Physicians have transitioned from successful medical careers to become world-class leaders in diverse fields. Dr. Gro Harlem Brundtland is the former prime minister of Norway. She served as the director-general of WHO from 1998 to 2003. Dr. Brundtland played a key role in climate control and sustainable development. She chaired the Brundtland Commission, which introduced the concept of sustainable development in the report “Our Common Future.”
Dr. Paul Farmer (deceased 2022) co-founded Partners In Health, an organization that provides health care to impoverished communities worldwide. He was a leader in global health and social justice, advocating for equitable access to health care.
Dr. Jim Yong Kim was the 12th president of the World Bank Group from 2012 to 2019. He co-founded Partners In Health with Dr. Paul Farmer and served as the president of Dartmouth College from 2009 to 2012.
Dr. Bernard Lown (deceased 2021) was a renowned cardiologist and inventor of the direct current defibrillator, Dr. Lown co-founded the International Physicians for the Prevention of Nuclear War (IPPNW), which was awarded the Nobel Peace Prize in 1985. His advocacy work focused on nuclear disarmament and peace.
Dr. Ernesto “Che” Guevera (deceased 1967) has the dubious distinction of having his occupation listed in Wikipedia as “guerilla” as well as physician, diplomat, and author. Guevera is best remembered for his role in Cuba’s revolution, where he was both revered and reviled. Time named Guevera one of the 100 most influential people of the 20th century.

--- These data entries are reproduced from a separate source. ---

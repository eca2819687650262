//! Goods-introduction document submitted to the registry.
//!
//! Field names follow the registry's JSON; dates are plain `YYYY-MM-DD`.

use chrono::NaiveDate;
use serde::{Deserialize, Serialize};

/// Document kinds accepted by the create endpoint.
#[derive(Debug, Clone, Copy, Default, PartialEq, Eq, Serialize, Deserialize)]
#[serde(rename_all = "SCREAMING_SNAKE_CASE")]
pub enum DocumentType {
    /// Introduction of goods produced in the country into circulation.
    #[default]
    LpIntroduceGoods,
}

/// Submitter block.
#[derive(Debug, Clone, PartialEq, Eq, Serialize, Deserialize)]
pub struct DocumentDescription {
    #[serde(rename = "participantInn")]
    pub participant_inn: String,
}

/// One marked product line.
#[derive(Debug, Clone, PartialEq, Eq, Serialize, Deserialize)]
pub struct Product {
    #[serde(default, skip_serializing_if = "Option::is_none")]
    pub certificate_document: Option<String>,
    #[serde(default, skip_serializing_if = "Option::is_none")]
    pub certificate_document_date: Option<NaiveDate>,
    #[serde(default, skip_serializing_if = "Option::is_none")]
    pub certificate_document_number: Option<String>,
    pub owner_inn: String,
    pub producer_inn: String,
    #[serde(default, skip_serializing_if = "Option::is_none")]
    pub participant_inn: Option<String>,
    pub production_date: NaiveDate,
    pub tnved_code: String,
    pub uit_code: String,
    #[serde(default, skip_serializing_if = "Option::is_none")]
    pub uitu_code: Option<String>,
}

/// Registry document. Serialized as-is into the request body.
#[derive(Debug, Clone, PartialEq, Eq, Serialize, Deserialize)]
pub struct Document {
    pub description: DocumentDescription,
    pub doc_id: String,
    pub doc_status: String,
    #[serde(default)]
    pub doc_type: DocumentType,
    #[serde(rename = "importRequest", default = "default_import_request")]
    pub import_request: bool,
    pub owner_inn: String,
    pub participant_inn: String,
    pub producer_inn: String,
    pub production_date: NaiveDate,
    #[serde(default, skip_serializing_if = "Option::is_none")]
    pub production_type: Option<String>,
    pub products: Vec<Product>,
    pub reg_date: NaiveDate,
    pub reg_number: String,
}

fn default_import_request() -> bool {
    true
}

impl Document {
    /// Serialize the document into the request body.
    pub fn to_payload(&self) -> Result<Vec<u8>, serde_json::Error> {
        serde_json::to_vec(self)
    }
}

#[cfg(test)]
mod tests {
    use super::*;
    use serde_json::{json, Value};

    fn date(y: i32, m: u32, d: u32) -> NaiveDate {
        NaiveDate::from_ymd_opt(y, m, d).expect("valid date")
    }

    fn sample() -> Document {
        Document {
            description: DocumentDescription { participant_inn: "7700000001".into() },
            doc_id: "doc-1".into(),
            doc_status: "DRAFT".into(),
            doc_type: DocumentType::LpIntroduceGoods,
            import_request: true,
            owner_inn: "7700000002".into(),
            participant_inn: "7700000001".into(),
            producer_inn: "7700000003".into(),
            production_date: date(2024, 3, 1),
            production_type: None,
            products: vec![Product {
                certificate_document: Some("CONFORMITY_CERTIFICATE".into()),
                certificate_document_date: Some(date(2024, 2, 1)),
                certificate_document_number: Some("RU-123".into()),
                owner_inn: "7700000002".into(),
                producer_inn: "7700000003".into(),
                participant_inn: None,
                production_date: date(2024, 3, 1),
                tnved_code: "6403".into(),
                uit_code: "010460043993125621JgXJ5.T".into(),
                uitu_code: None,
            }],
            reg_date: date(2024, 3, 2),
            reg_number: "R-42".into(),
        }
    }

    #[test]
    fn payload_uses_registry_field_names() {
        let payload: Value = serde_json::from_slice(&sample().to_payload().unwrap()).unwrap();

        assert_eq!(payload["description"], json!({ "participantInn": "7700000001" }));
        assert_eq!(payload["doc_type"], "LP_INTRODUCE_GOODS");
        assert_eq!(payload["importRequest"], true);
        assert_eq!(payload["production_date"], "2024-03-01");
        assert_eq!(payload["reg_date"], "2024-03-02");
        assert_eq!(payload["products"][0]["certificate_document_date"], "2024-02-01");
        assert_eq!(payload["products"][0]["tnved_code"], "6403");
        assert!(payload.get("production_type").is_none());
        assert!(payload["products"][0].get("uitu_code").is_none());
    }

    #[test]
    fn missing_type_and_import_flag_take_defaults() {
        let mut payload = serde_json::to_value(sample()).unwrap();
        let object = payload.as_object_mut().unwrap();
        object.remove("doc_type");
        object.remove("importRequest");

        let doc: Document = serde_json::from_value(payload).unwrap();
        assert_eq!(doc.doc_type, DocumentType::LpIntroduceGoods);
        assert!(doc.import_request);
        assert_eq!(doc, sample());
    }
}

These are just a few examples of physicians who have demonstrated that doctors can leverage their medical expertise and leadership skills to address broader global issues, ranging from public health and sustainable development to diplomacy, peace, and activism. Their diverse contributions showcase the potential for physicians to become influential leaders on the world stage.
Arthur Lazarus is a former Doximity Fellow, a member of the editorial board of the American Association for Physician Leadership, and an adjunct professor of psychiatry at the Lewis Katz School of Medicine at Temple University in Philadelphia, PA. He is the author of Every Story Counts: Exploring Contemporary Practice Through Narrative Medicine.